Collected data entries:
────────

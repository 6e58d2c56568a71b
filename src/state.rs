use std::sync::Arc;

use crate::config::Config;
use crate::history::HistoryStore;
use crate::session::TranslationSession;
use crate::translate::{TranslationDispatcher, Translator};

#[derive(Clone)]
pub struct AppState {
    pub session: Arc<TranslationSession>,
    pub history: Arc<HistoryStore>,
}

impl AppState {
    pub fn new(config: Config) -> anyhow::Result<Self> {
        let dispatcher = Arc::new(TranslationDispatcher::new(&config.translator)?);
        Ok(Self::with_translator(config, dispatcher))
    }

    /// State around any translator implementation
    pub fn with_translator(config: Config, translator: Arc<dyn Translator>) -> Self {
        let history = Arc::new(HistoryStore::new(config.translator.history_limit));
        let session = Arc::new(TranslationSession::new(translator, history.clone()));
        Self { session, history }
    }
}
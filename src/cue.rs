//! The closed set of things the transport can call back into.
//!
//! A cue is plain data; the engine matches on it when it fires and routes
//! it to the subsystem that owns it.

use crate::config::LayerKind;
use crate::rhythm::Lane;

#[derive(Debug, Clone, Copy, PartialEq)]
pub enum Cue {
    /// First chord of a layer after `play`.
    InitialChord(LayerKind),
    /// One iteration of a layer's generative loop.
    LayerLoop(LayerKind),
    TempoCycle,
    /// The sounding static burst has ended.
    StaticBurstDone,
    ChoirBurstRestore,
    MeterCheck,
    Rhythm(RhythmCue),
}

#[derive(Debug, Clone, Copy, PartialEq)]
pub enum RhythmCue {
    Step(Lane),
    Reroll,
    Scene,
    WindowCheck,
    WindowBurst,
    WindowClose,
}

impl Cue {
    /// Cues that belong to a layer's loop or the rhythm engine, which `stop`
    /// cancels.
    pub fn is_musical(&self) -> bool {
        matches!(
            self,
            Cue::InitialChord(_) | Cue::LayerLoop(_) | Cue::Rhythm(_)
        )
    }
}
impl LaneState {
    fn new(lane: Lane, rng: &mut Rng) -> Self {
        let steps = lane.base_steps();
        let fills = SmoothDrift::new(rng.range(FILL_RANGE.0, FILL_RANGE.1), 0.35);
        let rotation = RandomWalk::new(0.0, (steps - 1) as f32, 1.0, 0.0);
        let hits = (fills.value() * steps as f32).round() as usize;
        Self {
            lane,
            pattern: PatternState::new(steps, hits.max(1), 0),
            fills,
            rotation,
            position: 0,
            cue: None,
        }
    }

    fn rederive(&mut self, rng: &mut Rng, jitter: usize) {
        let base = self.lane.base_steps() as i32;
        let jitter = jitter as i32;
        let steps = rng.next_int((base - jitter).max(2), base + jitter) as usize;

        self.fills.retarget(rng, FILL_RANGE.0, FILL_RANGE.1);
        let fraction = self.fills.tick();
        let fills = ((fraction * steps as f32).round() as usize).clamp(1, steps);

        self.rotation.set_range(0.0, (steps - 1) as f32);
        let rotation = self.rotation.tick(rng).round() as usize;

        self.pattern = PatternState::new(steps, fills, rotation);
        self.position %= steps;
    }

    /// Report whether the current slot is a hit and move to the next one.
    fn advance(&mut self) -> (bool, usize) {
        let position = self.position;
        let hit = self.pattern.hit(position);
        self.position = (position + 1) % self.pattern.steps.max(1);
        (hit, position)
    }
}

struct Window {
    burst: EventId,
    close: EventId,
}

/// Counters for diagnostics.
#[derive(Debug, Clone, Copy, Default, PartialEq, Eq)]
pub struct RhythmStats {
    /// Pattern hits reached.
    pub hits: u64,
    /// Hits that passed the density check and opened the gate.
    pub sounded: u64,
    pub sprinkles: u64,
    pub windows: u64,
    pub window_bursts: u64,
}

pub struct StaticEngine {
    tuning: RhythmTuning,
    bag: NodeBag,
    bands: Vec<NodeId>,
    gate: NodeId,
    tremolo: NodeId,
    panner: NodeId,
    output: NodeId,
    lanes: Vec<LaneState>,
    density: RandomWalk,
    scene: usize,
    running: bool,
    clocks: Vec<EventId>,
    window: Option<Window>,
    stats: RhythmStats,
}

impl StaticEngine {
    /// Build the gate graph reading from `tap` and feeding `destination`.
    pub fn build(
        toolkit: &mut dyn AudioToolkit,
        rng: &mut Rng,
        tap: NodeId,
        destination: NodeId,
        volume_db: f32,
        tuning: RhythmTuning,
    ) -> Result<Self, ToolkitError> {
        let scene = SCENES[0];
        let tremolo_rate = rng.range(2.0, 6.0);
        let pan_rate = rng.range(0.1, 0.4);

        let (bag, nodes) = NodeBag::assemble(toolkit, |bag, tk| {
            let sum = bag.create(tk, NodeSpec::gain(0.6))?;
            let mut bands = Vec::with_capacity(BANDS);
            for hz in BAND_START_HZ {
                let band = bag.create(tk, NodeSpec::filter(FilterMode::BandPass, hz, scene.q))?;
                tk.connect(tap, band)?;
                tk.connect(band, sum)?;
                bands.push(band);
            }
            let tail = bag.chain(
                tk,
                &[
                    NodeSpec::gain(0.0),
                    NodeSpec::Tremolo {
                        rate_hz: tremolo_rate,
                        depth: scene.tremolo_depth,
                    },
                    NodeSpec::AutoPanner {
                        rate_hz: pan_rate,
                        depth: scene.pan_depth,
                    },
                    NodeSpec::gain(db_to_gain(volume_db)),
                ],
            )?;
            tk.connect(sum, tail[0])?;
            tk.connect(tail[3], destination)?;
            tk.start(tail[1], 0.0)?;
            tk.start(tail[2], 0.0)?;
            Ok((bands, tail))
        })?;
        let (bands, tail) = nodes;

        let lanes = Lane::ALL
            .iter()
            .map(|lane| LaneState::new(*lane, rng))
            .collect();
        let density = RandomWalk::new(
            tuning.density_min,
            tuning.density_max,
            tuning.density_step,
            tuning.density_start,
        );

        Ok(Self {
            tuning,
            bag,
            bands,
            gate: tail[0],
            tremolo: tail[1],
            panner: tail[2],
            output: tail[3],
            lanes,
            density,
            scene: 0,
            running: false,
            clocks: Vec::new(),
            window: None,
            stats: RhythmStats::default(),
        })
    }

    pub fn is_running(&self) -> bool {
        self.running
    }

    pub fn scene(&self) -> &'static Scene {
        &SCENES[self.scene % SCENES.len()]
    }

    pub fn density(&self) -> f32 {
        self.density.value()
    }

    pub fn stats(&self) -> RhythmStats {
        self.stats
    }

    pub fn window_open(&self) -> bool {
        self.window.is_some()
    }

    pub fn patterns(&self) -> impl Iterator<Item = (Lane, &PatternState)> {
        self.lanes.iter().map(|l| (l.lane, &l.pattern))
    }

    pub fn node_count(&self) -> usize {
        self.bag.len()
    }

    pub fn output(&self) -> NodeId {
        self.output
    }

    pub fn set_volume(
        &mut self,
        toolkit: &mut dyn AudioToolkit,
        volume_db: f32,
        at: f64,
    ) -> Result<(), ToolkitError> {
        fade_volume(toolkit, self.output, volume_db, at)
    }

    /// Fade the output to silence. `set_volume` brings it back.
    pub fn mute(&mut self, toolkit: &mut dyn AudioToolkit, at: f64) -> Result<(), ToolkitError> {
        toolkit.ramp_param(self.output, Param::Gain, 0.0, at, VOLUME_FADE_SECS)
    }

    /// Idle -> Running: open the voice's tap, derive fresh patterns and
    /// schedule every clock from `at`.
    pub fn start(
        &mut self,
        rig: &mut Rig<'_>,
        voice: &mut StaticVoice,
        at: f64,
    ) -> Result<(), ToolkitError> {
        if self.running {
            return Ok(());
        }
        self.running = true;
        voice.set_tap_level(rig.toolkit, 1.0, at, CLOSE_SECS)?;

        for lane in &mut self.lanes {
            lane.rederive(rig.rng, self.tuning.step_jitter);
            lane.position = 0;
            lane.cue = Some(rig.transport.schedule_repeat(
                Interval::Beats(lane.lane.subdivision()),
                at,
                Cue::Rhythm(RhythmCue::Step(lane.lane)),
            ));
        }

        let clocks = [
            (self.tuning.reroll_bars, RhythmCue::Reroll),
            (self.tuning.scene_bars, RhythmCue::Scene),
            (self.tuning.window_check_bars, RhythmCue::WindowCheck),
        ];
        let spb = rig.transport.tempo.seconds_per_beat(at);
        for (bars, cue) in clocks {
            let beats = bars.max(1) as f64 * BEATS_PER_BAR;
            let id =
                rig.transport
                    .schedule_repeat(Interval::Beats(beats), at + beats * spb, Cue::Rhythm(cue));
            self.clocks.push(id);
        }

        self.apply_scene(rig.toolkit, at, self.tuning.scene_fade_secs)?;
        info!(scene = self.scene().name, density = self.density(), "static engine started");
        self.log_patterns();
        Ok(())
    }

    /// Running -> Idle: cancel every clock and close the gate and the tap.
    pub fn stop(&mut self, rig: &mut Rig<'_>, voice: &mut StaticVoice, at: f64) {
        if !self.running {
            return;
        }
        self.running = false;
        self.cancel_cues(rig.transport);

        let tk = &mut *rig.toolkit;
        if let Err(err) = tk.ramp_param(self.gate, Param::Gain, 0.0, at, CLOSE_SECS) {
            debug!(error = %err, "gate close skipped");
        }
        if let Err(err) = voice.set_tap_level(tk, 0.0, at, CLOSE_SECS) {
            debug!(error = %err, "tap close skipped");
        }
        voice.halt(rig, at);
        info!("static engine stopped");
    }

    fn cancel_cues(&mut self, transport: &mut Transport<Cue>) {
        for lane in &mut self.lanes {
            if let Some(id) = lane.cue.take() {
                transport.cancel(id);
            }
        }
        for id in self.clocks.drain(..) {
            transport.cancel(id);
        }
        if let Some(window) = self.window.take() {
            transport.cancel(window.burst);
            transport.cancel(window.close);
        }
    }

    /// Cancel anything still scheduled and release every owned node. The
    /// voice's tap is not owned here.
    pub fn dispose(&mut self, transport: &mut Transport<Cue>, toolkit: &mut dyn AudioToolkit) {
        self.running = false;
        self.cancel_cues(transport);
        self.bag.release(toolkit);
    }

    /// Route one fired rhythm cue.
    pub fn on_cue(
        &mut self,
        rig: &mut Rig<'_>,
        cue: RhythmCue,
        time: f64,
        voice: &mut StaticVoice,
        choir: Option<&mut ChoirVoice>,
        chords: &CurrentChords,
    ) -> Result<(), ToolkitError> {
        if !self.running {
            return Ok(());
        }
        match cue {
            RhythmCue::Step(lane) => self.step(rig, lane, time, voice, chords),
            RhythmCue::Reroll => {
                self.reroll(rig.rng);
                Ok(())
            }
            RhythmCue::Scene => self.advance_scene(rig, time, choir),
            RhythmCue::WindowCheck => {
                self.maybe_open_window(rig, time);
                Ok(())
            }
            RhythmCue::WindowBurst => self.window_burst(rig, time),
            RhythmCue::WindowClose => {
                if let Some(window) = self.window.take() {
                    rig.transport.cancel(window.burst);
                    debug!("window closed");
                }
                Ok(())
            }
        }
    }

    fn step(
        &mut self,
        rig: &mut Rig<'_>,
        lane: Lane,
        time: f64,
        voice: &mut StaticVoice,
        chords: &CurrentChords,
    ) -> Result<(), ToolkitError> {
        let Some(state) = self.lanes.get_mut(lane.index()) else {
            return Ok(());
        };
        let (hit, position) = state.advance();
        if !hit {
            return Ok(());
        }
        self.stats.hits += 1;

        let factor = self.tuning.tempo_factor(rig.transport.tempo.value_at(time));
        let threshold = (self.density.value() as f64 * factor).min(1.0);
        if rig.rng.next_uniform() >= threshold {
            return Ok(());
        }
        self.stats.sounded += 1;

        self.retune(rig, time, chords)?;
        let velocity = self.scene().accent(position) * lane_weight(lane);
        self.open_gate(rig, time, velocity, factor)?;

        if rig.rng.chance(self.tuning.sprinkle_probability) {
            let duration = rig.rng.next_float(0.04, 0.12);
            let volume_db = rig.rng.range(-18.0, -10.0);
            let rate = rig.rng.range(0.6, 1.8);
            voice.trigger_static(rig, duration, volume_db, time, Some(rate))?;
            self.stats.sprinkles += 1;
        }
        trace!(?lane, position, velocity, "static hit");
        Ok(())
    }

    /// Point each band at a random tone of the current harmony. Leaves the
    /// bank as it is when nothing tonal has played yet.
    fn retune(
        &mut self,
        rig: &mut Rig<'_>,
        time: f64,
        chords: &CurrentChords,
    ) -> Result<(), ToolkitError> {
        let Some(chord) = chords.retune_source() else {
            return Ok(());
        };
        for &band in &self.bands {
            let Some(tone) = rig.rng.pick(chord).copied() else {
                continue;
            };
            let octave = rig.rng.pick(&OCTAVE_CHOICES).copied().unwrap_or(0);
            let cents = rig.rng.range(-RETUNE_CENTS, RETUNE_CENTS);
            let hz = shift_octaves(shift_cents(tone, cents), octave).clamp(40.0, 12_000.0);
            rig.toolkit.set_param(band, Param::Frequency, hz, time)?;
        }
        Ok(())
    }

    /// Attack to `velocity`, then decay to silence. Decay stretches as the
    /// tempo slows.
    fn open_gate(
        &mut self,
        rig: &mut Rig<'_>,
        time: f64,
        velocity: f32,
        tempo_factor: f64,
    ) -> Result<(), ToolkitError> {
        let scene = self.scene();
        let attack = rig.rng.next_float(scene.attack.0 as f64, scene.attack.1 as f64);
        let decay =
            rig.rng.next_float(scene.decay.0 as f64, scene.decay.1 as f64) * tempo_factor;
        let tk = &mut *rig.toolkit;
        tk.ramp_param(self.gate, Param::Gain, velocity.clamp(0.0, 1.0), time, attack)?;
        tk.ramp_param(self.gate, Param::Gain, 0.0, time + attack, decay)
    }

    fn reroll(&mut self, rng: &mut Rng) {
        self.density.tick(rng);
        for lane in &mut self.lanes {
            lane.rederive(rng, self.tuning.step_jitter);
        }
        self.log_patterns();
    }

    fn log_patterns(&self) {
        for lane in &self.lanes {
            debug!(
                lane = ?lane.lane,
                steps = lane.pattern.steps,
                fills = lane.pattern.fills,
                rotation = lane.pattern.rotation,
                pattern = %pattern_string(&lane.pattern.bits),
                density = self.density.value(),
                "rhythm lane"
            );
        }
    }

    fn apply_scene(
        &mut self,
        toolkit: &mut dyn AudioToolkit,
        at: f64,
        fade: f64,
    ) -> Result<(), ToolkitError> {
        let scene = self.scene();
        for &band in &self.bands {
            toolkit.ramp_param(band, Param::Q, scene.q, at, fade)?;
        }
        toolkit.ramp_param(self.tremolo, Param::Depth, scene.tremolo_depth, at, fade)?;
        toolkit.ramp_param(self.panner, Param::Depth, scene.pan_depth, at, fade)
    }

    fn advance_scene(
        &mut self,
        rig: &mut Rig<'_>,
        time: f64,
        choir: Option<&mut ChoirVoice>,
    ) -> Result<(), ToolkitError> {
        self.scene = (self.scene + 1) % SCENES.len();
        let fade = self.tuning.scene_fade_secs;
        self.apply_scene(rig.toolkit, time, fade)?;
        let scene = self.scene();
        debug!(scene = scene.name, "scene change");

        if let Some(choir) = choir {
            if rig.rng.chance(self.tuning.scream_toggle_probability) {
                let on = choir.settled_scream().is_none();
                choir.set_scream(rig.toolkit, on, scene.scream_intensity, time, fade)?;
            }
        }
        Ok(())
    }

    fn maybe_open_window(&mut self, rig: &mut Rig<'_>, time: f64) {
        if self.window.is_some() || !rig.rng.chance(self.tuning.window_probability) {
            return;
        }
        let [lo, hi] = self.tuning.window_bars;
        let bars = rig.rng.next_int(lo as i32, hi.max(lo) as i32).max(1);
        let length = bars as f64 * BEATS_PER_BAR * rig.transport.tempo.seconds_per_beat(time);
        let burst = rig.transport.schedule_repeat(
            Interval::Beats(self.tuning.window_subdivision_beats),
            time,
            Cue::Rhythm(RhythmCue::WindowBurst),
        );
        let close = rig
            .transport
            .schedule_once(time + length, Cue::Rhythm(RhythmCue::WindowClose));
        self.window = Some(Window { burst, close });
        self.stats.windows += 1;
        debug!(bars, length_secs = length, "window opened");
    }

    fn window_burst(&mut self, rig: &mut Rig<'_>, time: f64) -> Result<(), ToolkitError> {
        if self.window.is_none() || !rig.rng.chance(self.tuning.window_fire_probability) {
            return Ok(());
        }
        let factor = self.tuning.tempo_factor(rig.transport.tempo.value_at(time));
        let velocity = rig.rng.range(0.3, 0.7);
        self.open_gate(rig, time, velocity, factor)?;
        self.stats.window_bursts += 1;
        Ok(())
    }
}
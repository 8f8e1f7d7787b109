//! Master bus.
//!
//! ```text
//! voices ─> Gain(-10 dB) ─> HighPass 18 Hz ─> Compressor ─> LowPass 4.5 kHz ─> Limiter(-6 dB) ─> Meter ─> output
//! ```
//!
//! Headroom first, then dynamics, then the limiter. Voices connect to
//! `input()` and nowhere else.

use tracing::{trace, warn};

use crate::toolkit::{
    db_to_gain, AudioToolkit, FilterMode, NodeId, NodeSpec, ToolkitError,
};
use crate::voices::NodeBag;

pub const HEADROOM_DB: f32 = -10.0;
pub const DC_BLOCK_HZ: f32 = 18.0;
pub const COMPRESSOR_THRESHOLD_DB: f32 = -18.0;
pub const COMPRESSOR_RATIO: f32 = 3.0;
pub const COMPRESSOR_ATTACK_SECS: f32 = 0.006;
pub const COMPRESSOR_RELEASE_SECS: f32 = 0.25;
pub const TAIL_LOW_PASS_HZ: f32 = 4_500.0;
pub const LIMITER_CEILING_DB: f32 = -6.0;

pub struct MasterBus {
    bag: NodeBag,
    input: NodeId,
    meter: NodeId,
}

impl MasterBus {
    pub fn build(toolkit: &mut dyn AudioToolkit) -> Result<Self, ToolkitError> {
        let (bag, (input, meter)) = NodeBag::assemble(toolkit, |bag, tk| {
            let ids = bag.chain(
                tk,
                &[
                    NodeSpec::gain(db_to_gain(HEADROOM_DB)),
                    NodeSpec::filter(FilterMode::HighPass, DC_BLOCK_HZ, 0.7),
                    NodeSpec::Compressor {
                        threshold_db: COMPRESSOR_THRESHOLD_DB,
                        ratio: COMPRESSOR_RATIO,
                        attack_secs: COMPRESSOR_ATTACK_SECS,
                        release_secs: COMPRESSOR_RELEASE_SECS,
                    },
                    NodeSpec::filter(FilterMode::LowPass, TAIL_LOW_PASS_HZ, 0.7),
                    NodeSpec::Limiter {
                        ceiling_db: LIMITER_CEILING_DB,
                    },
                    NodeSpec::Meter,
                ],
            )?;
            let meter = ids[5];
            tk.connect_to_output(meter)?;
            Ok((ids[0], meter))
        })?;
        Ok(Self { bag, input, meter })
    }

    /// Where every voice connects.
    pub fn input(&self) -> NodeId {
        self.input
    }

    pub fn meter(&self) -> NodeId {
        self.meter
    }

    /// Read the meter and warn if it is above `warn_db`. Advisory only.
    pub fn check_level(&self, toolkit: &dyn AudioToolkit, warn_db: f32) -> Option<f32> {
        let level = toolkit.level_db(self.meter)?;
        if level > warn_db {
            warn!(level_db = level, threshold_db = warn_db, "master level is hot");
        } else {
            trace!(level_db = level, "master level");
        }
        Some(level)
    }

    pub fn node_count(&self) -> usize {
        self.bag.len()
    }

    pub fn dispose(&mut self, toolkit: &mut dyn AudioToolkit) {
        self.bag.release(toolkit);
    }
}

────────

→ **What you need to do**
One stretch of the lines above is wanted, from the line that contains "pub struct RhythmStats" through the line that contains "NodeSpec::filter(FilterMode::BandPass, hz, scene.q))?;". Output it exactly.

→ **The answer**
pub struct RhythmStats {
    /// Pattern hits reached.
    pub hits: u64,
    /// Hits that passed the density check and opened the gate.
    pub sounded: u64,
    pub sprinkles: u64,
    pub windows: u64,
    pub window_bursts: u64,
}

pub struct StaticEngine {
    tuning: RhythmTuning,
    bag: NodeBag,
    bands: Vec<NodeId>,
    gate: NodeId,
    tremolo: NodeId,
    panner: NodeId,
    output: NodeId,
    lanes: Vec<LaneState>,
    density: RandomWalk,
    scene: usize,
    running: bool,
    clocks: Vec<EventId>,
    window: Option<Window>,
    stats: RhythmStats,
}

impl StaticEngine {
    /// Build the gate graph reading from `tap` and feeding `destination`.
    pub fn build(
        toolkit: &mut dyn AudioToolkit,
        rng: &mut Rng,
        tap: NodeId,
        destination: NodeId,
        volume_db: f32,
        tuning: RhythmTuning,
    ) -> Result<Self, ToolkitError> {
        let scene = SCENES[0];
        let tremolo_rate = rng.range(2.0, 6.0);
        let pan_rate = rng.range(0.1, 0.4);

        let (bag, nodes) = NodeBag::assemble(toolkit, |bag, tk| {
            let sum = bag.create(tk, NodeSpec::gain(0.6))?;
            let mut bands = Vec::with_capacity(BANDS);
            for hz in BAND_START_HZ {
                let band = bag.create(tk, NodeSpec::filter(FilterMode::BandPass, hz, scene.q))?;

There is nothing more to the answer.